• [Exercise data]
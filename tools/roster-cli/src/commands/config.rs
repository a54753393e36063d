//! Configuration inspection commands.

use anyhow::Result;

use super::{ConfigArgs, ConfigCommand};
use crate::context::Context;

/// Run the config command.
pub async fn run(args: ConfigArgs, ctx: &Context) -> Result<()> {
    match args.command {
        ConfigCommand::Show => show_config(ctx),
        ConfigCommand::Path => show_path(ctx),
    }
}

fn show_config(ctx: &Context) -> Result<()> {
    if ctx.output.is_json() {
        ctx.output.json(&ctx.config);
        return Ok(());
    }

    ctx.output.header("Current Configuration");

    println!("[page]");
    ctx.output.kv("title", &ctx.config.page.title);
    ctx.output.kv("data_path", &ctx.config.page.data_path);
    ctx.output.kv("container_id", &ctx.config.page.container_id);
    ctx.output.kv("fallback_message", &ctx.config.page.fallback_message);

    println!("[source]");
    ctx.output.kv(
        "root",
        ctx.config.source.root.as_deref().unwrap_or("(working directory)"),
    );
    ctx.output.kv(
        "base_url",
        ctx.config.source.base_url.as_deref().unwrap_or("(none)"),
    );

    Ok(())
}

fn show_path(ctx: &Context) -> Result<()> {
    let path = ctx
        .config_file
        .as_ref()
        .map(|p| p.display().to_string());

    if ctx.output.is_json() {
        ctx.output.json(&serde_json::json!({ "path": path }));
    } else {
        println!("{}", path.as_deref().unwrap_or("(defaults, no config file found)"));
    }
    Ok(())
}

• [To do]
Transcribe the material exactly, so that no line is lost or altered.

• [Response area]
filename tools/roster-cli/src/commands/config.rs
repository a54753393e36063d
//! Configuration inspection commands.

use anyhow::Result;

use super::{ConfigArgs, ConfigCommand};
use crate::context::Context;

/// Run the config command.
pub async fn run(args: ConfigArgs, ctx: &Context) -> Result<()> {
    match args.command {
        ConfigCommand::Show => show_config(ctx),
        ConfigCommand::Path => show_path(ctx),
    }
}

fn show_config(ctx: &Context) -> Result<()> {
    if ctx.output.is_json() {
        ctx.output.json(&ctx.config);
        return Ok(());
    }

    ctx.output.header("Current Configuration");

    println!("[page]");
    ctx.output.kv("title", &ctx.config.page.title);
    ctx.output.kv("data_path", &ctx.config.page.data_path);
    ctx.output.kv("container_id", &ctx.config.page.container_id);
    ctx.output.kv("fallback_message", &ctx.config.page.fallback_message);

    println!("[source]");
    ctx.output.kv(
        "root",
        ctx.config.source.root.as_deref().unwrap_or("(working directory)"),
    );
    ctx.output.kv(
        "base_url",
        ctx.config.source.base_url.as_deref().unwrap_or("(none)"),
    );

    Ok(())
}

fn show_path(ctx: &Context) -> Result<()> {
    let path = ctx
        .config_file
        .as_ref()
        .map(|p| p.display().to_string());

    if ctx.output.is_json() {
        ctx.output.json(&serde_json::json!({ "path": path }));
    } else {
        println!("{}", path.as_deref().unwrap_or("(defaults, no config file found)"));
    }
    Ok(())
}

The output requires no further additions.